[Stored items]
=== Section Start ===

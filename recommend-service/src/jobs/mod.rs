// ============================================
// Background Jobs Module
// ============================================
//
// Asynchronous, idempotent pipelines that run off the request path:
// 1. Vectorization: (re)populate item embeddings and index entries
//
// Jobs are tracked by id; per-item failures never abort a batch.

pub mod vectorize;

pub use vectorize::{
    ItemFailure, JobPriority, JobRecord, JobStatus, VectorizationQueue,
};
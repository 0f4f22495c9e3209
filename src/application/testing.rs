//! Shared fixtures for service tests

use std::sync::Arc;

use crate::application::identity::CredentialService;
use crate::domain::RepositoryProvider;
use crate::infrastructure::crypto::jwt::JwtConfig;
use crate::infrastructure::database::memory_db;
use crate::infrastructure::database::repositories::SeaOrmRepositoryProvider;

pub(crate) const TEST_SECRET: &str = "test-secret";

pub(crate) async fn repos() -> Arc<dyn RepositoryProvider> {
    Arc::new(SeaOrmRepositoryProvider::new(memory_db().await))
}

pub(crate) fn jwt_config() -> JwtConfig {
    JwtConfig {
        secret: TEST_SECRET.into(),
        expiration_hours: 1,
        issuer: "switchgear-test".into(),
    }
}

pub(crate) fn credentials() -> Arc<CredentialService> {
    Arc::new(CredentialService::new(jwt_config(), 4))
}
pub mod entities;
pub mod migrator;
pub mod repositories;

use sea_orm::{ConnectOptions, Database, DatabaseConnection};
use tracing::info;

/// Database configuration
#[derive(Debug, Clone)]
pub struct DatabaseConfig {
    /// Database URL (e.g., "sqlite://./switchgear.db?mode=rwc")
    pub url: String,
}

impl Default for DatabaseConfig {
    fn default() -> Self {
        Self {
            url: "sqlite://./switchgear.db?mode=rwc".to_string(),
        }
    }
}

/// Initialize database connection
pub async fn init_database(config: &DatabaseConfig) -> Result<DatabaseConnection, sea_orm::DbErr> {
    info!("Connecting to database: {}", config.url);
    let mut options = ConnectOptions::new(config.url.clone());
    options.sqlx_logging(false);
    let db = Database::connect(options).await?;
    info!("Database connected successfully");
    Ok(db)
}

/// Fresh in-memory database with all migrations applied.
#[cfg(test)]
pub(crate) async fn memory_db() -> DatabaseConnection {
    use sea_orm_migration::MigratorTrait;

    // A single connection, otherwise every pooled connection gets its own
    // empty in-memory database.
    let mut options = ConnectOptions::new("sqlite::memory:".to_string());
    options.max_connections(1).min_connections(1).sqlx_logging(false);

    let db = Database::connect(options).await.unwrap();
    migrator::Migrator::up(&db, None).await.unwrap();
    db
}
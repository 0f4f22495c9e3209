pub mod equipment;
pub mod history;
pub mod repositories;
pub mod user;

// Re-export commonly used types
pub use equipment::{
    Cell, CellStatus, CellType, EquipmentRepository, EquipmentUnit, NewCell, UnitNameplate,
    UnitType,
};
pub use history::{HistoryDetails, HistoryRepository, NewOperationRecord, OperationRecord};
pub use repositories::RepositoryProvider;
pub use user::{User, UserRepository, UserRole};

pub use crate::shared::errors::{DomainError, DomainResult};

=== Section End ===

◆ What to work on
When the string "false" appears in a line of the records above, that line is to be copied.

◆ Written answer
    options.sqlx_logging(false);
    options.max_connections(1).min_connections(1).sqlx_logging(false);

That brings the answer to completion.